Daylight savings messes with my head, even when I think it won’t. Then, I had a lot of things I wanted to get done and absolutely zero motivation to do any of it. The news has not been good. My heart aches for the people of Ukraine and those in Russia who’ve been lied to for so long. My migraines are not under control (yet). Not far from where I live and even closer to my workplace, tornadoes touched down.

And there’s just SO much, because we’ve been “doing” the pandemic for 2 full years now. I was both in my head and out of it, and I needed to find my way back to here and now.

Fortunately, I learned a lot about this kind of grounding while I worked at a mental health clinic specifically for veterans and their families. Perhaps less fortunately, I’ve had lots of practice the last few years, working on this for myself.  

At any rate, here are five things I do that help me find “here and now,” grounding myself in the present so that I can be fully present.

  1. Write it all down, but then destroy it Journaling has long been known to help with mental health. Even a quickly scribbled list of emotions that you are feeling in the moment can help you identify what is happening in your head. 

Sometimes, we don’t journal because we are worried someone will find it, but writing it out has benefits that go beyond the historical ones. The act of destroying what you have written, in whatever fashion fits your mood and circumstance, acts to reset your mind and “put away” whatever you have just finished writing. No, it doesn’t delete the emotions or the circumstances. The good will still be there; the bad will still be there, too. But it does help to physically “put away” the writing. 

My personal favorite way to do this is to just shove the papers in the shredder.  The brrrrrrtttttzzzzzz sound of my mood being eaten alive is very satisfying.  

The second step to this is optional.  I write down the things I am thankful for, here and now.  You can also add the next activity to this.

person holding a pen to a notebook

2. Take 5. Sit comfortably, then slowly look around your space. Name 5 things you can see, 4 things you can feel (such as the chair under you, or the softness of your shirt), 3 things you can hear, 2 things you can smell, and 1 thing you can taste. It is up to you whether you write these down or not, but these are things that are right here, right now, in this moment.  

3. Box breathing. This is super simple, and it helps me keep my mind from racing headlong (ha) into things. I use the Headspace app fairly regularly, and the way Eve does the deep breathing is as follows: breathe in for 4 beats, hold for 4, breathe out for 6, hold for 4. Then repeat. 

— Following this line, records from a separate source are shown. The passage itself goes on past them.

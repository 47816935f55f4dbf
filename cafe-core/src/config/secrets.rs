use super::ConfigError;

/// Backend that turns a `${...}` reference into its value.
pub trait SecretResolver: Send + Sync {
    fn resolve(&self, reference: &str) -> Result<String, ConfigError>;
}

/// Default resolver: environment variables and files.
///
/// - `${VAR_NAME}` and `${env:VAR_NAME}` read an environment variable
/// - `${file:/path/to/secret}` reads a file (trimmed)
pub struct DefaultSecretResolver;

impl SecretResolver for DefaultSecretResolver {
    fn resolve(&self, reference: &str) -> Result<String, ConfigError> {
        let reference = reference.trim();
        if let Some(path) = reference.strip_prefix("file:") {
            let path = path.trim();
            std::fs::read_to_string(path)
                .map(|s| s.trim().to_string())
                .map_err(|e| ConfigError::Load(format!("Secret file '{path}': {e}")))
        } else {
            let var = reference.strip_prefix("env:").unwrap_or(reference).trim();
            std::env::var(var).map_err(|_| ConfigError::NotFound(var.to_string()))
        }
    }
}

/// Resolve every `${...}` placeholder in `value`.
pub fn resolve_placeholders(
    value: &str,
    resolver: &dyn SecretResolver,
) -> Result<String, ConfigError> {
    let mut out = String::with_capacity(value.len());
    let mut rest = value;
    while let Some(start) = rest.find("${") {
        let end = rest[start..]
            .find('}')
            .ok_or_else(|| ConfigError::Load(format!("Unclosed placeholder in: {value}")))?;
        out.push_str(&rest[..start]);
        out.push_str(&resolver.resolve(&rest[start + 2..start + end])?);
        rest = &rest[start + end + 1..];
    }
    out.push_str(rest);
    Ok(out)
}

#[cfg(test)]
mod tests {
    use super::*;

    #[test]
    fn env_reference_is_resolved() {
        std::env::set_var("CAFE_SECRET_TEST_DB", "sqlite://secret.db");
        let result = resolve_placeholders("${CAFE_SECRET_TEST_DB}", &DefaultSecretResolver).unwrap();
        assert_eq!(result, "sqlite://secret.db");
        std::env::remove_var("CAFE_SECRET_TEST_DB");
    }

    #[test]
    fn explicit_env_prefix_inside_text() {
        std::env::set_var("CAFE_SECRET_TEST_HOST", "example.org");
        let result =
            resolve_placeholders("https://${env:CAFE_SECRET_TEST_HOST}/maps", &DefaultSecretResolver)
                .unwrap();
        assert_eq!(result, "https://example.org/maps");
        std::env::remove_var("CAFE_SECRET_TEST_HOST");
    }

    #[test]
    fn resolved_values_are_not_rescanned() {
        std::env::set_var("CAFE_SECRET_TEST_LITERAL", "${NOT_A_REFERENCE}");
        let result =
            resolve_placeholders("${CAFE_SECRET_TEST_LITERAL}", &DefaultSecretResolver).unwrap();
        assert_eq!(result, "${NOT_A_REFERENCE}");
        std::env::remove_var("CAFE_SECRET_TEST_LITERAL");
    }

    #[test]
    fn missing_variable_is_not_found() {
        let err = resolve_placeholders("${CAFE_SECRET_TEST_MISSING}", &DefaultSecretResolver)
            .unwrap_err();
        assert!(matches!(err, ConfigError::NotFound(v) if v == "CAFE_SECRET_TEST_MISSING"));
    }

    #[test]
    fn unclosed_placeholder_fails() {
        assert!(resolve_placeholders("${UNCLOSED", &DefaultSecretResolver).is_err());
    }

    #[test]
    fn file_reference_is_trimmed() {
        let dir = tempfile::tempdir().unwrap();
        let secret = dir.path().join("db_url");
        std::fs::write(&secret, "sqlite://from-file.db\n").unwrap();

        let reference = format!("${{file:{}}}", secret.display());
        let result = resolve_placeholders(&reference, &DefaultSecretResolver).unwrap();
        assert_eq!(result, "sqlite://from-file.db");
    }
}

Scrabble tiles that say "exhale, inhale, repeat"Box breathing is usually considered to have 4 beats for each of these 4 pieces, but following the app and breathing out for longer seems to help me more. You don’t need an app or anything – just a little quiet time, even sitting at your desk. In for 4, hold….



4. Go for a walk. Seriously! Even a five minute walk down to get the mail or a quick walk down the block and back can clear your mind. It’s good for your body, good for your brain, and does help you reset from whatever felt boggy or overwhelming.

I generally work from home these days, so I use my Apple Watch to remind me to stand up. I walk through the house, into the backyard, or down the street a little bit. By doing this a few times a day, I find that I can access my motivation and energy better.

5. Practice your memory. My stepdad was a police officer and encouraged teenage me to be very aware of my surroundings. This included car models, license plates, etc, but oddly enough, I find myself using this more often just to remind myself of my surroundings. 

Look around you for a count of 5, then close your eyes. Mentally list all the things you see.  Where is your pet? Where is the pen you just put down (or threw)? What screen is your computer on? Then, open your eyes and see if you were correct.

I got this idea from this site, and it really helps. There are loads of other ideas, too. 

Remember, you can (and should) care what is happening in the world. And there are things you can do to support the things you care about.

However, you do no one any favors by burning yourself out at work, at home, or by thinking of “the world we live in.” By staying present and taking time to refresh yourself in small moments, you can help yourself stay grounded and in the here and now.